Read Breathless Page 27


  * * *

  Marlena went out for a few hours to “take care of things,” as she put it. Jason and I were left alone in her apartment. Jason easily made himself at home, raiding Marlena’s pantry for pretzel sticks and sprawling out on the couch in front of the television.

  I sat next to him, wondering at this new turn of events. We were staying at woman’s house who made illegal IDs, could get Jason a credit card, and also probably smoked marijuana. It didn’t seem like a particularly safe place to be. Plus, for some reason, I didn’t really like Marlena. She seemed a little too cavalier about what was happening to Jason. Of course, maybe she was used to interacting with Jason when he was in mortal danger. Maybe Jason was in mortal danger all the time.
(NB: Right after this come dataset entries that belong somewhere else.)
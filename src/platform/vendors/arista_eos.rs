//! Arista EOS platform definition.
//!
//! EOS prompts mirror Cisco's (`>`, `#`, `(config*)#`) but allow spaces
//! and parentheses in the hostname segment. Patterns follow scrapli's
//! EOS driver.

use crate::platform::{PlatformDefinition, PrivilegeLevel};

/// Create the Arista EOS platform definition.
pub fn platform() -> PlatformDefinition {
    let exec = PrivilegeLevel::new("exec", r"(?mi)^[\w.\-@()/: ]{1,63}>\s?$").unwrap();

    let privilege_exec = PrivilegeLevel::new("privilege_exec", r"(?mi)^[\w.\-@()/: ]{1,63}#\s?$")
        .unwrap()
        .with_parent("exec")
        .with_escalate("enable")
        .with_auth(r"(?mi)^password:\s?$")
        .unwrap()
        .with_not_contains("(config");

    // not_contains "(config-s-" keeps named config sessions out
    let configuration = PrivilegeLevel::new(
        "configuration",
        r"(?mi)^[\w.\-@()/: ]{1,63}\(config[\w.\-@/:+]{0,63}\)#\s?$",
    )
    .unwrap()
    .with_parent("privilege_exec")
    .with_escalate("configure terminal")
    .with_not_contains("(config-s-");

    PlatformDefinition::new("arista_eos")
        .with_privilege(exec)
        .with_privilege(privilege_exec)
        .with_privilege(configuration)
        .with_privileged_level("privilege_exec")
        .with_failure_pattern("% Ambiguous command")
        .with_failure_pattern("% Error")
        .with_failure_pattern("% Incomplete command")
        .with_failure_pattern("% Invalid input")
        .with_failure_pattern("% Unavailable command")
        .with_on_open_command("terminal length 0")
        .with_on_open_command("terminal width 32767")
}
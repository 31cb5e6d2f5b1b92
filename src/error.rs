//! Error types for netsweep.

use std::io;
use std::path::PathBuf;

use thiserror::Error;

/// Main error type for netsweep operations.
#[derive(Error, Debug)]
pub enum Error {
    /// SSH transport-level errors
    #[error("Transport error: {0}")]
    Transport(#[from] TransportError),

    /// Channel operation errors
    #[error("Channel error: {0}")]
    Channel(#[from] ChannelError),

    /// Driver-level errors
    #[error("Driver error: {0}")]
    Driver(#[from] DriverError),

    /// Platform/vendor errors
    #[error("Platform error: {0}")]
    Platform(#[from] PlatformError),

    /// Input file errors (inventory, command list)
    #[error("Input error: {0}")]
    Input(#[from] InputError),

    /// Run artifact errors (transcript, session log, run directory)
    #[error("Artifact error: {0}")]
    Artifact(#[from] ArtifactError),
}

/// Transport layer errors (SSH connection, authentication).
#[derive(Error, Debug)]
pub enum TransportError {
    /// SSH handshake or protocol error
    #[error("SSH error: {0}")]
    Ssh(#[from] russh::Error),

    /// Authentication failed
    #[error("Authentication failed for user '{user}'")]
    AuthenticationFailed { user: String },

    /// Connection was closed unexpectedly
    #[error("Connection disconnected")]
    Disconnected,

    /// Connecting to the host timed out
    #[error("Connection to {host}:{port} timed out after {timeout:?}")]
    ConnectTimeout {
        host: String,
        port: u16,
        timeout: std::time::Duration,
    },

    /// I/O error
    #[error("I/O error: {0}")]
    Io(#[from] io::Error),
}

/// Channel layer errors (prompt detection on the PTY stream).
#[derive(Error, Debug)]
pub enum ChannelError {
    /// Prompt pattern was not seen within the read timeout
    #[error("Prompt not found within {0:?}")]
    PatternTimeout(std::time::Duration),

    /// Invalid regex pattern
    #[error("Invalid regex pattern: {0}")]
    InvalidPattern(#[from] regex::Error),
}

/// Driver layer errors (session lifecycle, privilege escalation, detection).
#[derive(Error, Debug)]
pub enum DriverError {
    /// Driver not connected
    #[error("Driver not connected - call open() first")]
    NotConnected,

    /// Driver already connected
    #[error("Driver already connected")]
    AlreadyConnected,

    /// Platform auto-detection exhausted every fingerprint
    #[error("Could not detect platform for {host}")]
    DetectionFailed { host: String },

    /// Failed to reach the privileged level
    #[error("Failed to enter privilege level '{target}'")]
    EscalationFailed { target: String },
}

/// Platform registry errors.
#[derive(Error, Debug)]
pub enum PlatformError {
    /// Platform name not present in the registry
    #[error("Unknown platform '{name}'")]
    UnknownPlatform { name: String },

    /// A platform with this name is already registered
    #[error("Platform '{name}' is already registered")]
    AlreadyRegistered { name: String },

    /// Registry lock was poisoned
    #[error("Platform registry lock poisoned")]
    RegistryPoisoned,
}

/// Errors reading the inventory or command list files.
///
/// Missing input files are a hard failure for the whole run: a batch tool
/// that silently proceeds with zero devices hides operator mistakes.
#[derive(Error, Debug)]
pub enum InputError {
    /// Inventory CSV could not be opened or parsed
    #[error("Inventory error in {}: {}", .path.display(), .source)]
    Inventory {
        path: PathBuf,
        #[source]
        source: csv::Error,
    },

    /// Command list could not be read
    #[error("Command list error in {}: {}", .path.display(), .source)]
    CommandList {
        path: PathBuf,
        #[source]
        source: io::Error,
    },
}

/// Errors creating or renaming per-run files.
#[derive(Error, Debug)]
pub enum ArtifactError {
    /// Could not create a run directory or per-device file
    #[error("Failed to create {}: {}", .path.display(), .source)]
    Create {
        path: PathBuf,
        #[source]
        source: io::Error,
    },

    /// Could not rename a transcript after a failure
    #[error("Failed to rename {}: {}", .path.display(), .source)]
    Rename {
        path: PathBuf,
        #[source]
        source: io::Error,
    },
}

/// Result type alias using netsweep's Error.
pub type Result<T> = std::result::Result<T, Error>;

/// Per-device failure category, used to tag renamed transcripts.
///
/// Every error a session can raise maps onto exactly one of these; the tag
/// string is embedded in the transcript filename so a run directory can be
/// triaged at a glance.
#[derive(Debug, Clone, Copy, PartialEq, Eq)]
pub enum FailureKind {
    /// SSH authentication was rejected
    Authentication,
    /// TCP connect or SSH negotiation did not complete
    ConnectTimeout,
    /// A command's output never reached a recognizable prompt
    ReadTimeout,
    /// Anything else (escalation failure, detection failure, I/O, ...)
    Other,
}

impl FailureKind {
    /// Classify an error into the failure category used for file tagging.
    pub fn classify(err: &Error) -> Self {
        match err {
            Error::Transport(TransportError::AuthenticationFailed { .. }) => {
                FailureKind::Authentication
            }
            Error::Transport(TransportError::ConnectTimeout { .. })
            | Error::Transport(TransportError::Disconnected)
            | Error::Transport(TransportError::Ssh(_))
            | Error::Transport(TransportError::Io(_)) => FailureKind::ConnectTimeout,
            Error::Channel(ChannelError::PatternTimeout(_)) => FailureKind::ReadTimeout,
            _ => FailureKind::Other,
        }
    }

    /// The tag appended to a failed session's transcript filename.
    pub fn tag(&self) -> &'static str {
        match self {
            FailureKind::Authentication => "SSHAuthenticationError",
            FailureKind::ConnectTimeout => "SSHTimeoutError",
            FailureKind::ReadTimeout => "ReadTimeoutOrCommandMismatch",
            FailureKind::Other => "Error",
        }
    }
}

impl std::fmt::Display for FailureKind {
    fn fmt(&self, f: &mut std::fmt::Formatter<'_>) -> std::fmt::Result {
        f.write_str(self.tag())
    }
}

#[cfg(test)]
mod tests {
    use super::*;
    use std::time::Duration;

    #[test]
    fn test_classify_authentication() {
        let err = Error::Transport(TransportError::AuthenticationFailed {
            user: "admin".to_string(),
        });
        assert_eq!(FailureKind::classify(&err), FailureKind::Authentication);
        assert_eq!(FailureKind::classify(&err).tag(), "SSHAuthenticationError");
    }

    #[test]
    fn test_classify_connect_timeout() {
        let err = Error::Transport(TransportError::ConnectTimeout {
            host: "10.0.0.1".to_string(),
            port: 22,
            timeout: Duration::from_secs(30),
        });
        assert_eq!(FailureKind::classify(&err), FailureKind::ConnectTimeout);
        assert_eq!(FailureKind::classify(&err).tag(), "SSHTimeoutError");
    }

    #[test]
    fn test_classify_read_timeout() {
        let err = Error::Channel(ChannelError::PatternTimeout(Duration::from_secs(60)));
        assert_eq!(FailureKind::classify(&err), FailureKind::ReadTimeout);
        assert_eq!(
            FailureKind::classify(&err).tag(),
            "ReadTimeoutOrCommandMismatch"
        );
    }

    #[test]
    fn test_classify_other() {
        let err = Error::Driver(DriverError::EscalationFailed {
            target: "privilege_exec".to_string(),
        });
        assert_eq!(FailureKind::classify(&err), FailureKind::Other);
        assert_eq!(FailureKind::classify(&err).tag(), "Error");

        let err = Error::Driver(DriverError::DetectionFailed {
            host: "10.0.0.1".to_string(),
        });
        assert_eq!(FailureKind::classify(&err).tag(), "Error");
    }

    #[test]
    fn test_disconnect_counts_as_connection_error() {
        let err = Error::Transport(TransportError::Disconnected);
        assert_eq!(FailureKind::classify(&err), FailureKind::ConnectTimeout);
    }
}
//! Platform autodetection fingerprints.
//!
//! When an inventory row does not name its platform, the driver connects
//! once, then runs each fingerprint's probe command and matches the
//! response against a version-string pattern. The first hit wins. Probe
//! commands are harmless show commands, safe to run at any privilege
//! level on the wrong platform.

use regex::Regex;

/// Prompt pattern used before the platform is known.
///
/// Deliberately loose: it only needs to notice that the device stopped
/// talking and is waiting for input.
pub(crate) const DETECT_PROMPT: &str = r"(?m)[\$#>%]\s?$";

/// One platform fingerprint: a probe command and the pattern its output
/// matches on that platform.
#[derive(Debug, Clone, Copy)]
pub struct Fingerprint {
    /// Registry name of the platform this fingerprint identifies.
    pub platform: &'static str,

    /// Command whose output discriminates the platform.
    pub command: &'static str,

    /// Pattern expected in the probe output.
    pub pattern: &'static str,
}

impl Fingerprint {
    /// Check whether probe output identifies this platform.
    pub fn matches(&self, output: &str) -> bool {
        Regex::new(self.pattern)
            .map(|re| re.is_match(output))
            .unwrap_or(false)
    }
}

/// Fingerprints in probe order.
///
/// Arista precedes Cisco because EOS `show version` output does not
/// contain "Cisco" but IOS devices reject nothing here; ordering keeps
/// the common case to a single probe command per device.
pub fn fingerprints() -> &'static [Fingerprint] {
    &[
        Fingerprint {
            platform: "arista_eos",
            command: "show version",
            pattern: r"Arista Networks",
        },
        Fingerprint {
            platform: "cisco_ios",
            command: "show version",
            pattern: r"Cisco IOS Software|Cisco Internetwork Operating System",
        },
        Fingerprint {
            platform: "juniper_junos",
            command: "show version",
            pattern: r"JUNOS",
        },
        Fingerprint {
            platform: "linux",
            command: "uname -a",
            pattern: r"Linux",
        },
    ]
}

#[cfg(test)]
mod tests {
    use super::*;

    #[test]
    fn test_all_fingerprint_patterns_compile() {
        for fp in fingerprints() {
            assert!(
                Regex::new(fp.pattern).is_ok(),
                "pattern for {} does not compile",
                fp.platform
            );
        }
    }

    #[test]
    fn test_detect_prompt_compiles_and_matches() {
        let re = regex::bytes::Regex::new(DETECT_PROMPT).unwrap();
        assert!(re.is_match(b"router01>"));
        assert!(re.is_match(b"router01# "));
        assert!(re.is_match(b"ops@bastion:~$ "));
        assert!(re.is_match(b"user@host% "));
    }

    #[test]
    fn test_cisco_fingerprint() {
        let fp = &fingerprints()[1];
        assert_eq!(fp.platform, "cisco_ios");
        assert!(fp.matches(
            "Cisco IOS Software, C2960 Software (C2960-LANBASEK9-M), Version 15.0(2)SE11"
        ));
        assert!(fp.matches("Cisco Internetwork Operating System Software"));
        assert!(!fp.matches("Arista Networks EOS"));
    }

    #[test]
    fn test_arista_fingerprint() {
        let fp = &fingerprints()[0];
        assert_eq!(fp.platform, "arista_eos");
        assert!(fp.matches("Arista Networks DCS-7050TX-64\nHardware version: 01.02"));
        assert!(!fp.matches("Cisco IOS Software"));
    }

    #[test]
    fn test_junos_fingerprint() {
        let fp = &fingerprints()[2];
        assert!(fp.matches("Junos: 21.4R3.15\nJUNOS OS Kernel 64-bit"));
    }

    #[test]
    fn test_linux_fingerprint() {
        let fp = &fingerprints()[3];
        assert_eq!(fp.command, "uname -a");
        assert!(fp.matches("Linux bastion 5.15.0-91-generic #101-Ubuntu SMP x86_64 GNU/Linux"));
    }
}
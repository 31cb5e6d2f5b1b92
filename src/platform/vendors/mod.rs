//! Built-in platform definitions.

pub mod arista_eos;
pub mod cisco_ios;
pub mod juniper_junos;
pub mod linux;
  Nothing was happening. When nothing was happening, it was too easy for me to think about the mess my life was. I didn’t want to go back to the way I’d felt in the car, like I couldn’t think or breathe. I began to panic, wishing I could distract myself easily the way Jason did. But I couldn’t focus on the TV. What could I focus on? Then I remembered. Jason had promised to explain things to me. Now was as good a time as any.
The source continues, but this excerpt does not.